= Mary C. Crowley =

American business executive (b. 1915, d. 1986)

Mary C. Crowley (April 1, 1915 – June 1986), was the founder and CEO of the Texas-based Home Interiors and Gifts, Inc., which became one of the largest direct sales home furnishing operations in America. She was considered to be one of the leading businesswomen in the United States in the 1970s. Crowley was also a published author of works on women in business, and on self-improvement for women.

== Early life ==
Mary Elizabeth Weaver was born on April 1, 1915 in Missouri. Her mother died when she was eighteen months old and Crowley lived with her grandparents on a farm in Missouri for five years, before moving back with her father and stepmother, but later moving back with her grandparents. Years later, during depths of the Great Depression, Crowley was divorced (her first husband was Carter), with two children, Don and Ruth. Crowley got a job in Dallas, Texas and attended Southern Methodist University in the evenings. She worked in sales at Stanley Home Products in home accessories.

==Career==

=== Home Interiors and Gifts ===

In 1957, Mary C. Crowley founded Home Interiors and Gifts. Crowley's business was one of which that sold directly to customers through a home party plan.
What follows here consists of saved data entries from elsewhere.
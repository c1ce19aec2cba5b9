//! Stream lifecycle scenarios: duration enforcement, restarts, backup
//! termination and shutdown, driven through the public supervisor API on
//! paused tokio time.

mod common;

use std::sync::Arc;
use std::time::Duration;

use stream_scheduler::{
    config::TerminationConfig,
    errors::SupervisorError,
    models::{ScheduleType, StopReason, Stream, StreamStatus},
    repositories::{InMemoryStreamRepository, StreamRepository},
    services::{ProcessSupervisor, SupervisorSettings, TerminationSweeper},
    utils::{SharedClock, TokioClock},
};
use tokio::time::sleep;
use tokio_util::sync::CancellationToken;

use common::{EncoderScript, ScriptedLauncher, supervisor_settings, utc};

async fn supervisor_with(
    launcher: Arc<ScriptedLauncher>,
    settings: SupervisorSettings,
    stream: Stream,
) -> (ProcessSupervisor, Arc<InMemoryStreamRepository>, SharedClock, uuid::Uuid) {
    let repo = Arc::new(InMemoryStreamRepository::new());
    let stream = repo.save(stream).await.unwrap();
    let clock: SharedClock = TokioClock::starting_at(utc(1, 12, 0, 0));
    let supervisor = ProcessSupervisor::new(repo.clone(), launcher, clock.clone(), settings);
    (supervisor, repo, clock, stream.id)
}

fn five_minute_stream() -> Stream {
    Stream::new("five", "/videos/five.mp4", "rtmp://ingest.example/live2/k", 5)
}

#[tokio::test(start_paused = true)]
async fn test_sweep_stops_stream_that_ignores_its_limit() {
    let launcher = ScriptedLauncher::new([EncoderScript::RunForever]);
    let settings = SupervisorSettings {
        // keep the backup timer out of the way
        backup_grace: Duration::from_secs(3600),
        ..supervisor_settings()
    };
    let (supervisor, repo, clock, id) =
        supervisor_with(launcher, settings, five_minute_stream()).await;

    let start = clock.now();
    supervisor.start(id).await.unwrap();

    let sweeper = TerminationSweeper::new(
        repo.clone(),
        supervisor.clone(),
        clock.clone(),
        &TerminationConfig {
            sweep_interval: Duration::from_secs(30),
            sweep_overdue_grace: Duration::from_secs(60),
            ..TerminationConfig::default()
        },
    );
    let token = CancellationToken::new();
    let sweep_token = token.clone();
    let handle = tokio::spawn(async move { sweeper.run(sweep_token).await });

    sleep(Duration::from_secs(391)).await;

    let stream = repo.find_by_id(id).await.unwrap().unwrap();
    assert_eq!(stream.status, StreamStatus::Offline);
    assert_eq!(stream.stop_reason, Some(StopReason::OverdueSweep));
    let end = stream.end_time.unwrap();
    assert!(end <= start + chrono::Duration::seconds(390));
    assert!(!supervisor.is_supervised(id).await);

    token.cancel();
    handle.await.unwrap();
}

#[tokio::test(start_paused = true)]
async fn test_sweep_and_manual_stop_race_finishes_once() {
    let launcher = ScriptedLauncher::new([EncoderScript::RunForever]);
    let settings = SupervisorSettings {
        backup_grace: Duration::from_secs(3600),
        ..supervisor_settings()
    };
    let (supervisor, repo, clock, id) =
        supervisor_with(launcher, settings, five_minute_stream()).await;
    supervisor.start(id).await.unwrap();

    let sweeper = TerminationSweeper::new(
        repo.clone(),
        supervisor.clone(),
        clock.clone(),
        &TerminationConfig {
            sweep_overdue_grace: Duration::from_secs(60),
            ..TerminationConfig::default()
        },
    );
    sleep(Duration::from_secs(7 * 60)).await;

    let (swept, stopped) = tokio::join!(sweeper.sweep_once(), supervisor.stop(id));
    let stopped = stopped.unwrap();
    assert_eq!(swept.len() + usize::from(stopped), 1);

    let stream = repo.find_by_id(id).await.unwrap().unwrap();
    let winner = if stopped {
        StopReason::Manual
    } else {
        StopReason::OverdueSweep
    };
    assert_eq!(stream.status, StreamStatus::Offline);
    assert_eq!(stream.stop_reason, Some(winner));
    assert_eq!(stream.end_time, Some(clock.now()));
    assert!(!supervisor.is_supervised(id).await);

    sleep(Duration::from_secs(60)).await;
    assert!(sweeper.sweep_once().await.is_empty());
    assert!(!supervisor.stop(id).await.unwrap());
    let after = repo.find_by_id(id).await.unwrap().unwrap();
    assert_eq!(after.end_time, stream.end_time);
    assert_eq!(after.stop_reason, Some(winner));
}

#[tokio::test(start_paused = true)]
async fn test_unrepresentable_duration_is_never_started_or_swept() {
    let repo = Arc::new(InMemoryStreamRepository::new());
    let clock: SharedClock = TokioClock::starting_at(utc(1, 12, 0, 0));
    let launcher = ScriptedLauncher::new([]);
    let supervisor = ProcessSupervisor::new(
        repo.clone(),
        launcher.clone(),
        clock.clone(),
        supervisor_settings(),
    );

    let endless = repo
        .save(Stream::new("endless", "/v/e.mp4", "rtmp://x/e", 1_000_000_000_000))
        .await
        .unwrap();
    assert!(matches!(
        supervisor.start(endless.id).await,
        Err(SupervisorError::InvalidDuration { .. })
    ));
    assert!(launcher.launches().is_empty());

    let mut stale = Stream::new("stale", "/v/s.mp4", "rtmp://x/s", i64::MAX);
    stale.status = StreamStatus::Live;
    stale.start_time = Some(utc(1, 11, 0, 0));
    let stale = repo.save(stale).await.unwrap();

    let sweeper = TerminationSweeper::new(
        repo.clone(),
        supervisor.clone(),
        clock,
        &TerminationConfig::default(),
    );
    assert!(sweeper.sweep_once().await.is_empty());
    let stored = repo.find_by_id(stale.id).await.unwrap().unwrap();
    assert_eq!(stored.status, StreamStatus::Live);
}

#[tokio::test(start_paused = true)]
async fn test_backup_timer_stops_stream_after_grace() {
    let launcher = ScriptedLauncher::new([EncoderScript::RunForever]);
    let (supervisor, repo, clock, id) =
        supervisor_with(launcher, supervisor_settings(), five_minute_stream()).await;

    let start = clock.now();
    supervisor.start(id).await.unwrap();

    sleep(Duration::from_secs(5 * 60 + 29)).await;
    assert!(supervisor.is_supervised(id).await);

    sleep(Duration::from_secs(2)).await;
    let stream = repo.find_by_id(id).await.unwrap().unwrap();
    assert_eq!(stream.status, StreamStatus::Offline);
    assert_eq!(stream.stop_reason, Some(StopReason::BackupTimer));
    assert_eq!(
        stream.end_time,
        Some(start + chrono::Duration::seconds(5 * 60 + 30))
    );
}

#[tokio::test(start_paused = true)]
async fn test_second_stop_is_a_no_op() {
    let launcher = ScriptedLauncher::new([]);
    let (supervisor, repo, _clock, id) =
        supervisor_with(launcher, supervisor_settings(), five_minute_stream()).await;

    supervisor.start(id).await.unwrap();
    assert!(supervisor.stop(id).await.unwrap());
    let first = repo.find_by_id(id).await.unwrap().unwrap();

    sleep(Duration::from_secs(10)).await;
    assert!(!supervisor.stop(id).await.unwrap());

    let second = repo.find_by_id(id).await.unwrap().unwrap();
    assert_eq!(second.status, StreamStatus::Offline);
    assert_eq!(second.stop_reason, Some(StopReason::Manual));
    assert_eq!(second.end_time, first.end_time);
    assert!(!supervisor.has_backup_timer(id).await);
}

#[tokio::test(start_paused = true)]
async fn test_clean_exit_at_duration_is_not_restarted() {
    let launcher = ScriptedLauncher::new([EncoderScript::ExitAfter {
        after: Duration::from_secs(5 * 60),
        success: true,
    }]);
    let (supervisor, repo, _clock, id) =
        supervisor_with(launcher.clone(), supervisor_settings(), five_minute_stream()).await;

    supervisor.start(id).await.unwrap();
    sleep(Duration::from_secs(15 * 60)).await;

    let stream = repo.find_by_id(id).await.unwrap().unwrap();
    assert_eq!(stream.status, StreamStatus::Offline);
    assert_eq!(stream.stop_reason, Some(StopReason::DurationComplete));
    assert_eq!(launcher.launches().len(), 1);
}

#[tokio::test(start_paused = true)]
async fn test_restarts_are_bounded() {
    let crash = EncoderScript::ExitAfter {
        after: Duration::from_secs(2),
        success: false,
    };
    let launcher = ScriptedLauncher::new([crash; 10]);
    let (supervisor, repo, _clock, id) = supervisor_with(
        launcher.clone(),
        supervisor_settings(),
        Stream::new("crashy", "/videos/c.mp4", "rtmp://x/k", 60),
    )
    .await;

    supervisor.start(id).await.unwrap();
    sleep(Duration::from_secs(10 * 60)).await;

    // first launch plus max_retries restarts
    assert_eq!(launcher.launches().len(), 4);
    let stream = repo.find_by_id(id).await.unwrap().unwrap();
    assert_eq!(stream.status, StreamStatus::Errored);
    assert_eq!(stream.stop_reason, Some(StopReason::RetriesExhausted));
    assert!(stream.last_error.is_some());
    assert!(!supervisor.is_supervised(id).await);
}

#[tokio::test(start_paused = true)]
async fn test_restart_only_runs_for_remaining_time() {
    let launcher = ScriptedLauncher::new([EncoderScript::ExitAfter {
        after: Duration::from_secs(120),
        success: false,
    }]);
    let (supervisor, _repo, _clock, id) =
        supervisor_with(launcher.clone(), supervisor_settings(), five_minute_stream()).await;

    supervisor.start(id).await.unwrap();
    sleep(Duration::from_secs(130)).await;

    let launches = launcher.launches();
    assert_eq!(launches.len(), 2);
    assert_eq!(launches[0].1.duration_seconds, 300);
    // crashed at 120s, relaunched after a 5s backoff
    assert_eq!(launches[1].1.duration_seconds, 175);
}

#[tokio::test(start_paused = true)]
async fn test_recurring_stream_returns_to_scheduled() {
    let mut stream = five_minute_stream();
    stream.schedule_type = ScheduleType::Daily;
    stream.recurring_time = chrono::NaiveTime::from_hms_opt(12, 0, 0);
    let (supervisor, repo, _clock, id) =
        supervisor_with(ScriptedLauncher::new([]), supervisor_settings(), stream).await;

    supervisor.start(id).await.unwrap();
    sleep(Duration::from_secs(6 * 60)).await;

    let stream = repo.find_by_id(id).await.unwrap().unwrap();
    assert_eq!(stream.status, StreamStatus::Scheduled);
    assert_eq!(stream.stop_reason, Some(StopReason::BackupTimer));
}

#[tokio::test(start_paused = true)]
async fn test_recover_orphans_resumes_remaining_time() {
    let repo = Arc::new(InMemoryStreamRepository::new());
    let clock: SharedClock = TokioClock::starting_at(utc(1, 12, 0, 0));

    let mut running = Stream::new("running", "/v/a.mp4", "rtmp://x/a", 10);
    running.status = StreamStatus::Live;
    running.start_time = Some(utc(1, 11, 56, 0));
    let running = repo.save(running).await.unwrap();

    let mut expired = Stream::new("expired", "/v/b.mp4", "rtmp://x/b", 10);
    expired.status = StreamStatus::Live;
    expired.start_time = Some(utc(1, 11, 0, 0));
    let expired = repo.save(expired).await.unwrap();

    let launcher = ScriptedLauncher::new([]);
    let supervisor =
        ProcessSupervisor::new(repo.clone(), launcher.clone(), clock, supervisor_settings());

    let summary = supervisor.recover_orphans().await.unwrap();
    assert_eq!(summary.resumed, vec![running.id]);
    assert_eq!(summary.completed, vec![expired.id]);

    let launches = launcher.launches();
    assert_eq!(launches.len(), 1);
    assert_eq!(launches[0].0, running.id);
    assert_eq!(launches[0].1.duration_seconds, 6 * 60);

    let expired = repo.find_by_id(expired.id).await.unwrap().unwrap();
    assert_eq!(expired.status, StreamStatus::Offline);
    assert_eq!(expired.stop_reason, Some(StopReason::DurationComplete));
}

#[tokio::test(start_paused = true)]
async fn test_shutdown_stops_everything() {
    let repo = Arc::new(InMemoryStreamRepository::new());
    let clock: SharedClock = TokioClock::starting_at(utc(1, 12, 0, 0));
    let supervisor = ProcessSupervisor::new(
        repo.clone(),
        ScriptedLauncher::new([]),
        clock,
        supervisor_settings(),
    );

    let mut ids = Vec::new();
    for n in 0..3 {
        let stream = repo
            .save(Stream::new(format!("s{n}"), "/v/in.mp4", "rtmp://x/k", 30))
            .await
            .unwrap();
        supervisor.start(stream.id).await.unwrap();
        ids.push(stream.id);
    }
    assert_eq!(supervisor.active_streams().await.len(), 3);

    assert_eq!(supervisor.shutdown().await, 3);
    assert!(supervisor.active_streams().await.is_empty());
    for id in ids {
        let stream = repo.find_by_id(id).await.unwrap().unwrap();
        assert_eq!(stream.status, StreamStatus::Offline);
        assert_eq!(stream.stop_reason, Some(StopReason::Shutdown));
    }
}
By 1962, Crowley and her daughter Ruth were running Home Interiors & Gifts, Inc., when the company's sales reached its first million dollars.

In 1977, Crowley was one of twenty business owners invited to meet President Jimmy Carter in the White House.

When the company celebrated its 20th anniversary with a three-day gathering attended by the company's top 10,000 saleswomen, it included celebrities including Bob Hope and Billy Graham. At the time, Crowley was said to be earning $1 million annually. According to the Texas Monthly, the "millionairess" owned "a Dallas mansion, two Lear jets, and a Colorado mountain retreat."

By 1983, sales had grown to be $400 million, and Crowley's business had become a multi-million dollar corporation, and one of the largest direct sales home furnishing operations in America. Crowley became the first woman to serve on the Dallas Chamber of Commerce.

In 1986, after Crowley died, her son Donald J. Carter became CEO and president of the corporation, and in 1994, Carter agreed to sell the company to Hicks, Muse, Tate & Furst for over $850 million.

==== Management style ====
Crowley was a devout Christian and an active philanthropist. She was the first woman to serve on the board of Billy Graham's evangelistic association. Crowley encouraged a nondenominational faith among employees, urging them to put "God first, family second, career third."

Crowley was a career woman who put her beliefs and philosophy into her work. She was a generous person; during the holidays she allowed her employees to go on a supermarket shopping spree and she would pick up the tab.

She would open meetings at Home Interiors with a Bible verse, introducing, for example, a verse from Proverbs by saying, "Let's see what King Solomon had to say about leadership." Her marketing philosophy is "codified" in her book Think Mink!. Crowley, who owned a mink-covered Bible, used mink briefcases and coats as sales incentives in a system analogous to the Mary Kay Pink Cadillacs.

===Writing and speaking===

Crowley published a number of books on women in business and on self-improvement for women. Her book of aphorisms had gone through 39 printings by 1989 with 600,000 copies in circulation. She was also an in-demand speaker.

== Personal life ==
"Crowley" was the surname of her second husband, David M. Crowley, Jr., whom she married in 1948. Crowley was divorced from her first husband and had reared her son, Don Carter, and daughter, Ruth, as a single mother. Crowley remarried when Don Carter was 15. Ruth was known as Ruth Carter and as Ruth Shanahan, or Ruth Carter Shanahan, after her marriage to Ralph Shanahan.

Mary Kay Ash, founder of Mary Kay Cosmetics party plan company, was married to Mary (Weaver) Crowley's brother, Charles William Weaver.

In 1957, Crowley was diagnosed with cervical cancer, but after treatment with an investigational drug, she remained in remission for 27 years until 1984, when she was once again diagnosed with cancer and died shortly after. In 1997, "Mary Crowley Cancer Research", an independent 501(c)(3) non-profit, was established to conduct research into gene and cellular therapies.

== Honors==

- In 1978, Crowley won the Horatio Alger Award, given to an outstanding businessperson, as did her makeup mogul friend, Mary Kay Ash.

- In 1986, she received a Ruth Award from Dallas Baptist University.

- One of Dallas Baptist University's seven colleges is named the "Mary C. Crowley College of Christian Faith" in her honor.

== Works ==

- "Moments with Mary" (1973)
- "Think Mink!" (1976) Reprinted as You Can Too!